Don Tejón y Doña Urraca decidieron que era necesario convocar una
asamblea urgente para poner fin al asunto, así que los animales del bosque se
reunieron bajo el Gran Roble – exceptuando a Doña Concha, la anciana
tortuga, a la que dejaron en el claro vigilando a las crías de todos.
El ambiente estaba caldeado. “Yo pienso que es extraño que pasen
tanto tiempo en su madriguera” – dijo Don Trino, el jilguero. “Únicamente salen
al anochecer…”
“¡Y ese aspecto que tienen…!” – comentó Doña Bellota, la ardilla. “Se ve
claramente que son peligrosos.”
“¡Debemos exigirles que se vayan a vivir a otro sitio! ¡Éste es un lugar de
prestigio, y no nos conviene tener a unos vecinos indeseables entre nosotros!”
– exclamó Don Castor.
La lechuza, doña Ulula, que había estado callada todo ese tiempo,
observando atentamente a todos con sus grandes ojos y escuchando los
comentarios de unos y otros, dijo entonces: “En realidad ninguno de nosotros
se ha molestado siquiera en preguntarles de dónde son o a qué se dedican…

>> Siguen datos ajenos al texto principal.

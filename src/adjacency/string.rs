//! String-encoded adjacency.
//!
//! Neighbor ids live in one text buffer, each in its [`ElementId::encode`]
//! form and surrounded by the separator: `,i1;,s3:abc,`. Membership is a
//! substring search for `sep + id + sep`, which is exact because no stored id
//! may contain the separator.
//!
//! Every operation is linear in the buffer length. Use this backend for
//! large fan-outs of short ids where memory matters more than CPU.

use super::AdjacencySet;
use crate::config::ContainerKind;
use crate::model::ElementId;
use crate::{Error, Result};

#[derive(Debug, Clone, PartialEq)]
pub struct StringAdjacency {
    owner: ElementId,
    sep: char,
    buf: String,
    count: usize,
}

impl StringAdjacency {
    pub fn new(owner: ElementId, sep: char) -> Self {
        Self { owner, sep, buf: String::new(), count: 0 }
    }

    pub fn separator(&self) -> char {
        self.sep
    }

    /// The raw delimited buffer.
    pub fn as_str(&self) -> &str {
        &self.buf
    }

    fn needle(&self, encoded: &str) -> String {
        let mut needle = String::with_capacity(encoded.len() + 2 * self.sep.len_utf8());
        needle.push(self.sep);
        needle.push_str(encoded);
        needle.push(self.sep);
        needle
    }
}

impl AdjacencySet for StringAdjacency {
    fn owner(&self) -> &ElementId {
        &self.owner
    }

    fn kind(&self) -> ContainerKind {
        ContainerKind::String
    }

    fn accepts(&self, id: &ElementId) -> bool {
        !id.encode().contains(self.sep)
    }

    fn insert(&mut self, id: &ElementId) -> Result<bool> {
        let encoded = id.encode();
        if encoded.contains(self.sep) {
            return Err(Error::IncompatibleId {
                id: id.to_string(),
                kind: ContainerKind::String,
                reason: format!("text form contains the separator {:?}", self.sep),
            });
        }
        if self.buf.contains(&self.needle(&encoded)) {
            return Ok(false);
        }
        if self.buf.is_empty() {
            self.buf.push(self.sep);
        }
        self.buf.push_str(&encoded);
        self.buf.push(self.sep);
        self.count += 1;
        Ok(true)
    }

    fn contains(&self, id: &ElementId) -> bool {
        let encoded = id.encode();
        !encoded.contains(self.sep) && self.buf.contains(&self.needle(&encoded))
    }

    fn remove(&mut self, id: &ElementId) -> bool {
        let encoded = id.encode();
        if encoded.contains(self.sep) {
            return false;
        }
        let needle = self.needle(&encoded);
        let Some(start) = self.buf.find(&needle) else {
            return false;
        };
        // Keep the leading separator so the next entry stays delimited.
        let keep = self.sep.len_utf8();
        self.buf.replace_range(start + keep..start + needle.len(), "");
        self.count -= 1;
        if self.count == 0 {
            self.buf.clear();
        }
        true
    }

    fn ids(&self) -> Vec<ElementId> {
        self.buf
            .split(self.sep)
            .filter(|chunk| !chunk.is_empty())
            .filter_map(|chunk| match ElementId::decode(chunk) {
                Ok(id) => Some(id),
                Err(err) => {
                    tracing::error!(owner = %self.owner, chunk, error = %err, "corrupt adjacency entry");
                    None
                }
            })
            .collect()
    }

    fn len(&self) -> usize {
        self.count
    }

    fn reset(&mut self) {
        self.buf.clear();
        self.count = 0;
    }
}
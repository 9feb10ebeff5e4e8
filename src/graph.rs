//! # Graph Container
//!
//! Owns the configuration, the node store and the set of edge-type tokens
//! in use. Every mutation that could leave a neighbor id pointing at a
//! missing node goes through here.
//!
//! ## Consistency
//!
//! Outside a deletion in progress, every id held in any adjacency slot names
//! a node present in the store. [`Graph::del_node`] keeps this by narrowing
//! every surviving node before the store entry is dropped.
//!
//! ## Concurrency
//!
//! `Graph` does no locking. Callers sharing a graph across threads must
//! serialize mutations, e.g. through [`SharedGraph`].

use std::fmt;
use std::sync::Arc;

use hashbrown::HashSet;
use parking_lot::RwLock;
use serde_json::json;

use crate::adjacency::{self, AdjacencySet};
use crate::config::GraphConfig;
use crate::diagnostics::{DiagnosticSink, Severity, TracingSink};
use crate::model::{EdgeType, ElementId, Label, Node, Unrelate};
use crate::storage::{MemoryStore, NodeStore};
use crate::{Error, Result};

/// A graph behind one reader/writer lock.
pub type SharedGraph<S = MemoryStore> = Arc<RwLock<Graph<S>>>;

// ============================================================================
// Outcomes
// ============================================================================

/// Outcome of [`Graph::create_node`].
#[derive(Debug, Clone, Copy, PartialEq, Eq)]
pub enum NodeCreation {
    Created,
    /// An existing node under the same id was replaced.
    Replaced,
    /// The id was taken and replacement was not allowed. Nothing changed.
    AlreadyExists,
}

impl NodeCreation {
    pub fn is_success(&self) -> bool {
        !matches!(self, NodeCreation::AlreadyExists)
    }
}

/// Outcome of [`Graph::add_edge`]. Hard validation failures are `Err`.
#[derive(Debug, Clone, Copy, PartialEq, Eq)]
pub enum EdgeInsert {
    /// Both endpoints existed before the call.
    Existing,
    /// At least one endpoint was created by the call.
    Created,
    /// An endpoint was missing and creation was not allowed. Nothing changed.
    MissingEndpoint,
}

impl EdgeInsert {
    pub fn is_success(&self) -> bool {
        !matches!(self, EdgeInsert::MissingEndpoint)
    }
}

/// Outcome of [`Graph::del_edge`].
#[derive(Debug, Clone, Copy, PartialEq, Eq)]
pub enum EdgeRemoval {
    /// At least one side of the relation was removed.
    Removed,
    NotPresent,
    /// The source node does not exist.
    MissingEndpoint,
}

/// Per-call overrides for [`Graph::add_edge_with`].
#[derive(Debug, Clone, Copy, PartialEq, Eq)]
pub struct EdgeOptions {
    /// Record the converse relation at the target. `None` uses the
    /// configuration's callback default.
    pub add_to_both: Option<bool>,
    /// Create missing endpoints as provisional nodes.
    pub create_missing: bool,
}

impl Default for EdgeOptions {
    fn default() -> Self {
        Self { add_to_both: None, create_missing: true }
    }
}

impl EdgeOptions {
    pub fn add_to_both(mut self, on: bool) -> Self {
        self.add_to_both = Some(on);
        self
    }

    pub fn create_missing(mut self, on: bool) -> Self {
        self.create_missing = on;
        self
    }
}

// ============================================================================
// Graph
// ============================================================================

/// An edge-type token declared after construction.
#[derive(Debug, Clone, PartialEq, Eq)]
struct AdHocEdgeType {
    token: String,
    converse: String,
    directed: bool,
}

pub struct Graph<S: NodeStore = MemoryStore> {
    config: GraphConfig,
    store: S,
    ad_hoc: Vec<AdHocEdgeType>,
    sink: Arc<dyn DiagnosticSink>,
}

impl Graph<MemoryStore> {
    /// In-memory graph.
    pub fn new(config: GraphConfig) -> Self {
        Self::with_store(config, MemoryStore::new())
    }
}

impl Default for Graph<MemoryStore> {
    fn default() -> Self {
        Self::new(GraphConfig::default())
    }
}

impl<S: NodeStore> fmt::Debug for Graph<S> {
    fn fmt(&self, f: &mut fmt::Formatter<'_>) -> fmt::Result {
        f.debug_struct("Graph")
            .field("graph_id", &self.config.graph_id())
            .field("container_kind", &self.config.container_kind())
            .field("nodes", &self.store.len())
            .field("ad_hoc_edge_types", &self.ad_hoc)
            .finish()
    }
}
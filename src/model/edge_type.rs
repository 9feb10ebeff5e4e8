//! Edge-type selector passed to edge operations.

use crate::{Error, Result};

/// Which relation an edge operation targets.
///
/// `Pair(from, to)` names the relation as seen from each endpoint: `from`
/// labels it at the source node, `to` at the target node.
#[derive(Debug, Clone, Default, PartialEq, Eq, Hash)]
pub enum EdgeType {
    /// The graph's default token.
    #[default]
    Default,
    /// One token; the target side uses its converse.
    Single(String),
    Pair(String, String),
}

impl EdgeType {
    pub fn single(token: impl Into<String>) -> Self {
        EdgeType::Single(token.into())
    }

    pub fn pair(from: impl Into<String>, to: impl Into<String>) -> Self {
        EdgeType::Pair(from.into(), to.into())
    }

    /// Build from an untyped token list. Anything but one or two tokens is
    /// a usage error.
    pub fn from_tokens<S: AsRef<str>>(tokens: &[S]) -> Result<Self> {
        match tokens {
            [] => Ok(EdgeType::Default),
            [one] => Ok(EdgeType::single(one.as_ref())),
            [from, to] => Ok(EdgeType::pair(from.as_ref(), to.as_ref())),
            more => Err(Error::EdgeTypeArity(more.len())),
        }
    }
}

impl From<&str> for EdgeType { fn from(v: &str) -> Self { EdgeType::single(v) } }
impl From<String> for EdgeType { fn from(v: String) -> Self { EdgeType::Single(v) } }
impl From<(&str, &str)> for EdgeType { fn from((a, b): (&str, &str)) -> Self { EdgeType::pair(a, b) } }
impl<T: Into<EdgeType>> From<Option<T>> for EdgeType {
    fn from(v: Option<T>) -> Self { v.map(Into::into).unwrap_or_default() }
}
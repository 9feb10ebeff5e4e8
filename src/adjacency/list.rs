//! List-backed adjacency: ordered, linear dedup.

use smallvec::SmallVec;

use super::AdjacencySet;
use crate::config::ContainerKind;
use crate::model::ElementId;
use crate::Result;

/// Neighbors kept in insertion order. Small fan-outs stay inline.
#[derive(Debug, Clone, PartialEq)]
pub struct ListAdjacency {
    owner: ElementId,
    ids: SmallVec<[ElementId; 4]>,
}

impl ListAdjacency {
    pub fn new(owner: ElementId) -> Self {
        Self { owner, ids: SmallVec::new() }
    }

    pub fn iter(&self) -> impl Iterator<Item = &ElementId> {
        self.ids.iter()
    }
}

impl AdjacencySet for ListAdjacency {
    fn owner(&self) -> &ElementId {
        &self.owner
    }

    fn kind(&self) -> ContainerKind {
        ContainerKind::List
    }

    fn insert(&mut self, id: &ElementId) -> Result<bool> {
        if self.ids.contains(id) {
            return Ok(false);
        }
        self.ids.push(id.clone());
        Ok(true)
    }

    fn contains(&self, id: &ElementId) -> bool {
        self.ids.contains(id)
    }

    fn remove(&mut self, id: &ElementId) -> bool {
        match self.ids.iter().position(|x| x == id) {
            Some(pos) => {
                self.ids.remove(pos);
                true
            }
            None => false,
        }
    }

    fn ids(&self) -> Vec<ElementId> {
        self.ids.to_vec()
    }

    fn len(&self) -> usize {
        self.ids.len()
    }

    fn reset(&mut self) {
        self.ids.clear();
    }
}
//! # Graph Model
//!
//! Identifiers, nodes and edge-type selectors. This module is pure data:
//! no I/O, no shared state.

pub mod element_id;
pub mod node;
pub mod edge_type;

pub use element_id::ElementId;
pub use node::{Node, Relate, Unrelate};
pub use edge_type::EdgeType;

/// Opaque node payload. The engine stores it but never interprets it.
pub type Label = serde_json::Value;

No les conocemos en absoluto. Así es que no deberíamos juzgarles tan sólo
por su aspecto. ¿No creen?”
Por un momento se hizo el silencio en la asamblea. Pero entonces todos
comenzaron a hablar a la vez, alguien propuso que se votara, y finalmente se
decidió por mayoría que los Pincho debían ser expulsados del bosque.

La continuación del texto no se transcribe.